→ What the exercise asks:
Please repeat the records below exactly, from the first line through the line containing "before the call", and nothing more.

→ Exercise input:

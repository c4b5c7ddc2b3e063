use serde_json::Value;
use std::collections::{HashMap, VecDeque};
use std::sync::atomic::{AtomicUsize, Ordering};
use std::sync::{Mutex, MutexGuard};
use std::time::Duration;
use tracing::debug;

use super::Repository;
use crate::cache::{merge_patch, Cacheable};
use crate::error::{OpResult, RawError};

/// Repository backed by a map, with scripted failures and latency.
///
/// Queued failures are consumed one per call, in order, before the call
/// touches the map.
pub struct InMemoryRepository<E> {
  entities: Mutex<HashMap<String, E>>,
  failures: Mutex<VecDeque<RawError>>,
  latency: Duration,
  calls: AtomicUsize,
}

impl<E: Cacheable> Default for InMemoryRepository<E> {
  fn default() -> Self {
    Self::new()
  }
}

impl<E: Cacheable> InMemoryRepository<E> {
  pub fn new() -> Self {
    Self {
      entities: Mutex::new(HashMap::new()),
      failures: Mutex::new(VecDeque::new()),
      latency: Duration::ZERO,
      calls: AtomicUsize::new(0),
    }
  }

  /// Delay every call by `latency`.
  pub fn with_latency(mut self, latency: Duration) -> Self {
    self.latency = latency;
    self
  }

  pub fn insert(&self, entity: E) {
    self.lock_entities().insert(entity.cache_id(), entity);
  }

  pub fn get(&self, id: &str) -> Option<E> {
    self.lock_entities().get(id).cloned()
  }

  /// Fail the next call with `error`.
  pub fn fail_next(&self, error: RawError) {
    self
      .failures
      .lock()
      .unwrap_or_else(|e| e.into_inner())
      .push_back(error);
  }

  /// Number of calls made so far, failed ones included.
  pub fn calls(&self) -> usize {
    self.calls.load(Ordering::SeqCst)
  }

  async fn begin_call(&self, action: &str, id: &str) -> OpResult<()> {
    let call = self.calls.fetch_add(1, Ordering::SeqCst) + 1;
    if !self.latency.is_zero() {
      tokio::time::sleep(self.latency).await;
    }

    let failure = self
      .failures
      .lock()
      .unwrap_or_else(|e| e.into_inner())
      .pop_front();
    debug!(call, action, id, failed = failure.is_some(), "in-memory repository call");

    match failure {
      Some(error) => Err(error),
      None => Ok(()),
    }
  }

  fn not_found(id: &str) -> RawError {
    RawError::status(404, format!("{} {} not found", E::entity_type(), id))
  }

  fn lock_entities(&self) -> MutexGuard<'_, HashMap<String, E>> {
    self.entities.lock().unwrap_or_else(|e| e.into_inner())
  }
}

impl<E: Cacheable> Repository<E> for InMemoryRepository<E> {
  async fn find_by_id(&self, id: &str) -> OpResult<E> {
    self.begin_call("find_by_id", id).await?;
    self.get(id).ok_or_else(|| Self::not_found(id))
  }

  async fn save(&self, entity: &E) -> OpResult<E> {
    let id = entity.cache_id();
    self.begin_call("save", &id).await?;
    self.insert(entity.clone());
    Ok(entity.clone())
  }

  async fn update(&self, id: &str, patch: &Value) -> OpResult<E> {
    self.begin_call("update", id).await?;

    let mut entities = self.lock_entities();
    let current = entities.get(id).ok_or_else(|| Self::not_found(id))?;
    let mut value = serde_json::to_value(current)
      .map_err(|e| RawError::Message(format!("failed to serialize {}: {}", id, e)))?;
    merge_patch(&mut value, patch);

    let updated: E = serde_json::from_value(value)
      .map_err(|e| RawError::status(422, format!("invalid update for {}: {}", id, e)))?;
    if updated.cache_id() != id {
      return Err(RawError::status(422, format!("update may not change the id of {}", id)));
    }
    entities.insert(id.to_string(), updated.clone());
    Ok(updated)
  }

  async fn delete(&self, id: &str) -> OpResult<()> {
    self.begin_call("delete", id).await?;
    self
      .lock_entities()
      .remove(id)
      .map(|_| ())
      .ok_or_else(|| Self::not_found(id))
  }
}

#[cfg(test)]
mod tests {
  use super::*;
  use crate::model::User;
  use serde_json::json;

  fn repo() -> InMemoryRepository<User> {
    let repo = InMemoryRepository::new();
    repo.insert(User::new("u1", "Ana", "ana@example.com"));
    repo
  }

  #[tokio::test]
  async fn test_find_and_missing() {
    let repo = repo();
    assert_eq!(repo.find_by_id("u1").await.unwrap().name, "Ana");

    let missing = repo.find_by_id("u2").await.unwrap_err();
    assert_eq!(missing.status_code(), Some(404));
    assert_eq!(repo.calls(), 2);
  }

  #[tokio::test]
  async fn test_failures_are_consumed_in_order() {
    let repo = repo();
    repo.fail_next(RawError::status(503, "unavailable"));
    repo.fail_next(RawError::from("connection reset"));

    assert_eq!(repo.find_by_id("u1").await.unwrap_err().status_code(), Some(503));
    assert!(matches!(repo.find_by_id("u1").await, Err(RawError::Message(_))));
    assert!(repo.find_by_id("u1").await.is_ok());
  }

  #[tokio::test]
  async fn test_update_merges_patch() {
    let repo = repo();
    let updated = repo.update("u1", &json!({"name": "Bea", "points": 7})).await.unwrap();
    assert_eq!(updated.name, "Bea");
    assert_eq!(updated.points, 7);
    assert_eq!(repo.get("u1").unwrap().email, "ana@example.com");

    let invalid = repo.update("u1", &json!({"points": "many"})).await.unwrap_err();
    assert_eq!(invalid.status_code(), Some(422));
    assert_eq!(repo.get("u1").unwrap().name, "Bea");
  }

  #[tokio::test]
  async fn test_save_and_delete() {
    let repo = InMemoryRepository::<User>::new();
    repo.save(&User::new("u3", "Cy", "cy@example.com")).await.unwrap();
    assert!(repo.get("u3").is_some());

    repo.delete("u3").await.unwrap();
    assert_eq!(repo.delete("u3").await.unwrap_err().status_code(), Some(404));
  }

  #[tokio::test(start_paused = true)]
  async fn test_latency() {
    let repo = repo().with_latency(Duration::from_millis(200));
    let started = tokio::time::Instant::now();
    repo.find_by_id("u1").await.unwrap();
    assert!(started.elapsed() >= Duration::from_millis(200));
  }
}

→ Response for this exercise:
repository c4b5c7ddc2b3e063
use serde_json::Value;
use std::collections::{HashMap, VecDeque};
use std::sync::atomic::{AtomicUsize, Ordering};
use std::sync::{Mutex, MutexGuard};
use std::time::Duration;
use tracing::debug;

use super::Repository;
use crate::cache::{merge_patch, Cacheable};
use crate::error::{OpResult, RawError};

/// Repository backed by a map, with scripted failures and latency.
///
/// Queued failures are consumed one per call, in order, before the call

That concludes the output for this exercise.